It was true that he had been coming down every Saturday for weeks—leaving his big saloon on the best evening in the week for a chance to see this child—this boyish school-girl. In a savage, selfish, and unrestrained way he loved her, and had determined to possess her—to buy her if necessary. He knew something of the toil through which the weary mother plodded, and he watched her bend and fade with a certainty that she would one day be on his side.
When at home and afar from her, he felt capable of seizing the girl—of carrying her back with him as the old-time savage won his bride; but when he looked into her clear, calm eyes his villiany, his resolution fell away from him. He found himself not merely a man of the nearer time, but a Catholic—in training at least—and the words he had planned to utter fell dead on his lips. Libertine though he was, there were lines over which even his lawlessness could not break.
He was a desperate character—a man of violence—and none too delicate in his life among women; but away back in his boyhood his good Irish mother had taught him to fight fair and to protect the younger and weaker children, and this training led to the most curious and unexpected acts in his business as a gambler.
"I will not have boys at my lay-out," he once angrily said, to Williams, his partner, "and I will not have women there. I've sins enough to answer for without these. Cut 'em out!" He was oddly generous now and then, and often returned to a greenhorn money enough to get home on. "Stay on the farm, me lad—'tis better to milk a cow with a mosquito on the back of your neck than to fill a cell at Cañon City."
In other ways he was inexorable, taking the hazards of the game with his visitors and raking in their money with cold eyes and a steady hand. He collected all notes remorselessly—and it was in this way that he had acquired his interests in "The Bottom Dollar" and "The Flora" mines—"prospects" at the time, but immensely valuable at the present.
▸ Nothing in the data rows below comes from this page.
//! Payload codec for broadcast quota tables.
use crate::crdt::GrowOnlyCounter;
use crate::error::BoxError;
use crate::quota::QuotaTable;

/// Turns a full quota table into a payload and back
pub trait Codec<C: GrowOnlyCounter>: Send + Sync {
    fn encode(&self, quotas: &QuotaTable<C>) -> Result<Vec<u8>, BoxError>;
    fn decode(&self, payload: &[u8]) -> Result<QuotaTable<C>, BoxError>;
}

/// JSON payloads: `{ "<quota id>": { "id", "owner", "max", "counter", "tombstoned", "metadata" } }`
#[derive(Clone, Copy, Debug, Default)]
pub struct JsonCodec;

impl<C: GrowOnlyCounter> Codec<C> for JsonCodec {
    fn encode(&self, quotas: &QuotaTable<C>) -> Result<Vec<u8>, BoxError> {
        Ok(serde_json::to_vec(quotas)?)
    }

    fn decode(&self, payload: &[u8]) -> Result<QuotaTable<C>, BoxError> {
        Ok(serde_json::from_slice(payload)?)
    }
}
It was, indeed, this new and measurably respectable wealth which had determined him upon pressing his suit with Bertha. As he sat there he came to a most momentous conclusion. "Why not marry the girl and live honest?" he asked himself; and being moved by the memory of her sweetness and humor, he said, "I will," and the resolution filled his heart with a strange delight.
He presented the matter first to the mother, not with any intention of doing the right thing, but merely because she happened into the room before the girl returned, and because he was overflowing with his new-found grace.
Mrs. Gilman came in wiping her face on her apron—as his mother used to do—and this touched him almost like a caress. He rose and offered her a chair, which she accepted, highly flattered.
"It must seem warm to you down here, Captain?" she remarked, as she took a seat beside him.
"It does. I wouldn't need to suffer it if you were doing business in Cripple. I can't leave go your Johnny-cake and pie; 'tis the kind that mother didn't make—for she was Irish."
"I've thought of going up there," she replied, matter-of-factly, "but I can't stand the altitude, I'm afraid—and then down here we have my son's little ranch to furnish us eggs and vegetables."